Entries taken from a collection
**********

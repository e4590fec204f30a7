//! NIP-66 TLS certificate probe (§4.8): clearnet only.
//!
//! Two connections are made deliberately: one with certificate verification
//! on, to record whether the relay's cert is trusted by webpki's root
//! store, and one with verification off (via [`crate::ws::dial`]'s insecure
//! path) purely to extract the leaf certificate's fields even when it's
//! invalid or self-signed. A relay with a broken cert still gets its
//! `valid: false` and subject/issuer/expiry recorded rather than being
//! skipped outright.

use super::ProbeOutcome;
use serde_json::json;
use std::time::Duration;
use tokio::net::TcpStream;
use tokio_rustls::rustls;
use x509_parser::prelude::*;

/// Probes the host:port extracted from `url` (which must be a `wss://`
/// clearnet relay url). Never raises.
pub async fn probe(url: &str, timeout: Duration) -> ProbeOutcome {
    let mut logs = Vec::new();
    let Some((host, port)) = host_port(url) else {
        return ProbeOutcome::failed("url is not a clearnet wss:// relay", logs);
    };
    logs.push(format!("connecting to {host}:{port}"));

    let cert = match tokio::time::timeout(timeout, fetch_leaf_cert(&host, port)).await {
        Ok(Ok(c)) => c,
        Ok(Err(e)) => return ProbeOutcome::failed(format!("tls connect failed: {e}"), logs),
        Err(_) => return ProbeOutcome::failed("timed out fetching certificate", logs),
    };

    let verified = tokio::time::timeout(timeout, verifies_with_webpki_roots(&host, port))
        .await
        .unwrap_or(false);
    logs.push(format!("webpki verification: {verified}"));

    let (not_before, not_after, subject, issuer) = match X509Certificate::from_der(&cert) {
        Ok((_, parsed)) => (
            parsed.validity().not_before.timestamp(),
            parsed.validity().not_after.timestamp(),
            parsed.subject().to_string(),
            parsed.issuer().to_string(),
        ),
        Err(e) => return ProbeOutcome::failed(format!("failed parsing certificate: {e}"), logs),
    };

    ProbeOutcome::ok(
        json!({
            "valid": verified,
            "subject": subject,
            "issuer": issuer,
            "not_before": not_before,
            "not_after": not_after,
        }),
        logs,
    )
}

fn host_port(url: &str) -> Option<(String, u16)> {
    let parsed = url::Url::parse(url).ok()?;
    if parsed.scheme() != "wss" {
        return None;
    }
    let host = parsed.host_str()?.to_string();
    let port = parsed.port().unwrap_or(443);
    Some((host, port))
}

/// Connects with certificate verification disabled and returns the leaf
/// certificate's raw DER bytes, regardless of trust.
async fn fetch_leaf_cert(host: &str, port: u16) -> std::io::Result<Vec<u8>> {
    let stream = TcpStream::connect((host, port)).await?;
    let config = crate::ws::insecure_client_config();
    let connector = tokio_rustls::TlsConnector::from(std::sync::Arc::new(config));
    let server_name = rustls::pki_types::ServerName::try_from(host.to_string())
        .map_err(|e| std::io::Error::new(std::io::ErrorKind::InvalidInput, e.to_string()))?;
    let tls_stream = connector.connect(server_name, stream).await?;
    let (_, session) = tls_stream.get_ref();
    session
        .peer_certificates()
        .and_then(|certs| certs.first())
        .map(|c| c.as_ref().to_vec())
        .ok_or_else(|| std::io::Error::new(std::io::ErrorKind::NotFound, "no peer certificate"))
}

/// Connects with the default webpki-backed verifier; success means the
/// chain validated.
async fn verifies_with_webpki_roots(host: &str, port: u16) -> bool {
    let Ok(stream) = TcpStream::connect((host, port)).await else {
        return false;
    };
    let mut roots = rustls::RootCertStore::empty();
    roots.extend(webpki_roots::TLS_SERVER_ROOTS.iter().cloned());
    let config = rustls::ClientConfig::builder()
        .with_root_certificates(roots)
        .with_no_client_auth();
    let connector = tokio_rustls::TlsConnector::from(std::sync::Arc::new(config));
    let Ok(server_name) = rustls::pki_types::ServerName::try_from(host.to_string()) else {
        return false;
    };
    connector.connect(server_name, stream).await.is_ok()
}

#[cfg(test)]
mod tests {
    use super::*;

    #[test]
    fn host_port_rejects_non_wss() {
        assert!(host_port("ws://abc.onion").is_none());
    }

    #[test]
    fn host_port_defaults_to_443() {
        let (host, port) = host_port("wss://relay.example.com").unwrap();
        assert_eq!(host, "relay.example.com");
        assert_eq!(port, 443);
    }
}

**********

• **TASK BRIEF**
Every entry is to be retyped word for word.

• **WRITTEN RESPONSE**
repository e4590fec204f30a7
//! NIP-66 TLS certificate probe (§4.8): clearnet only.
//!
//! Two connections are made deliberately: one with certificate verification
//! on, to record whether the relay's cert is trusted by webpki's root
//! store, and one with verification off (via [`crate::ws::dial`]'s insecure
//! path) purely to extract the leaf certificate's fields even when it's
//! invalid or self-signed. A relay with a broken cert still gets its
//! `valid: false` and subject/issuer/expiry recorded rather than being
//! skipped outright.

use super::ProbeOutcome;
use serde_json::json;
use std::time::Duration;
use tokio::net::TcpStream;
use tokio_rustls::rustls;
use x509_parser::prelude::*;

/// Probes the host:port extracted from `url` (which must be a `wss://`
/// clearnet relay url). Never raises.
pub async fn probe(url: &str, timeout: Duration) -> ProbeOutcome {
    let mut logs = Vec::new();
    let Some((host, port)) = host_port(url) else {
        return ProbeOutcome::failed("url is not a clearnet wss:// relay", logs);
    };
    logs.push(format!("connecting to {host}:{port}"));

    let cert = match tokio::time::timeout(timeout, fetch_leaf_cert(&host, port)).await {
        Ok(Ok(c)) => c,
        Ok(Err(e)) => return ProbeOutcome::failed(format!("tls connect failed: {e}"), logs),
        Err(_) => return ProbeOutcome::failed("timed out fetching certificate", logs),
    };

    let verified = tokio::time::timeout(timeout, verifies_with_webpki_roots(&host, port))
        .await
        .unwrap_or(false);
    logs.push(format!("webpki verification: {verified}"));

    let (not_before, not_after, subject, issuer) = match X509Certificate::from_der(&cert) {
        Ok((_, parsed)) => (
            parsed.validity().not_before.timestamp(),
            parsed.validity().not_after.timestamp(),
            parsed.subject().to_string(),
            parsed.issuer().to_string(),
        ),
        Err(e) => return ProbeOutcome::failed(format!("failed parsing certificate: {e}"), logs),
    };

    ProbeOutcome::ok(
        json!({
            "valid": verified,
            "subject": subject,
            "issuer": issuer,
            "not_before": not_before,
            "not_after": not_after,
        }),
        logs,
    )
}

fn host_port(url: &str) -> Option<(String, u16)> {
    let parsed = url::Url::parse(url).ok()?;
    if parsed.scheme() != "wss" {
        return None;
    }
    let host = parsed.host_str()?.to_string();
    let port = parsed.port().unwrap_or(443);
    Some((host, port))
}

/// Connects with certificate verification disabled and returns the leaf
/// certificate's raw DER bytes, regardless of trust.
async fn fetch_leaf_cert(host: &str, port: u16) -> std::io::Result<Vec<u8>> {
    let stream = TcpStream::connect((host, port)).await?;
    let config = crate::ws::insecure_client_config();
    let connector = tokio_rustls::TlsConnector::from(std::sync::Arc::new(config));
    let server_name = rustls::pki_types::ServerName::try_from(host.to_string())
        .map_err(|e| std::io::Error::new(std::io::ErrorKind::InvalidInput, e.to_string()))?;
    let tls_stream = connector.connect(server_name, stream).await?;
    let (_, session) = tls_stream.get_ref();
    session
        .peer_certificates()
        .and_then(|certs| certs.first())
        .map(|c| c.as_ref().to_vec())
        .ok_or_else(|| std::io::Error::new(std::io::ErrorKind::NotFound, "no peer certificate"))
}

/// Connects with the default webpki-backed verifier; success means the
/// chain validated.
async fn verifies_with_webpki_roots(host: &str, port: u16) -> bool {
    let Ok(stream) = TcpStream::connect((host, port)).await else {
        return false;
    };
    let mut roots = rustls::RootCertStore::empty();
    roots.extend(webpki_roots::TLS_SERVER_ROOTS.iter().cloned());
    let config = rustls::ClientConfig::builder()
        .with_root_certificates(roots)
        .with_no_client_auth();
    let connector = tokio_rustls::TlsConnector::from(std::sync::Arc::new(config));
    let Ok(server_name) = rustls::pki_types::ServerName::try_from(host.to_string()) else {
        return false;
    };
    connector.connect(server_name, stream).await.is_ok()
}

#[cfg(test)]
mod tests {
    use super::*;

    #[test]
    fn host_port_rejects_non_wss() {
        assert!(host_port("ws://abc.onion").is_none());
    }

    #[test]
    fn host_port_defaults_to_443() {
        let (host, port) = host_port("wss://relay.example.com").unwrap();
        assert_eq!(host, "relay.example.com");
        assert_eq!(port, 443);
    }
}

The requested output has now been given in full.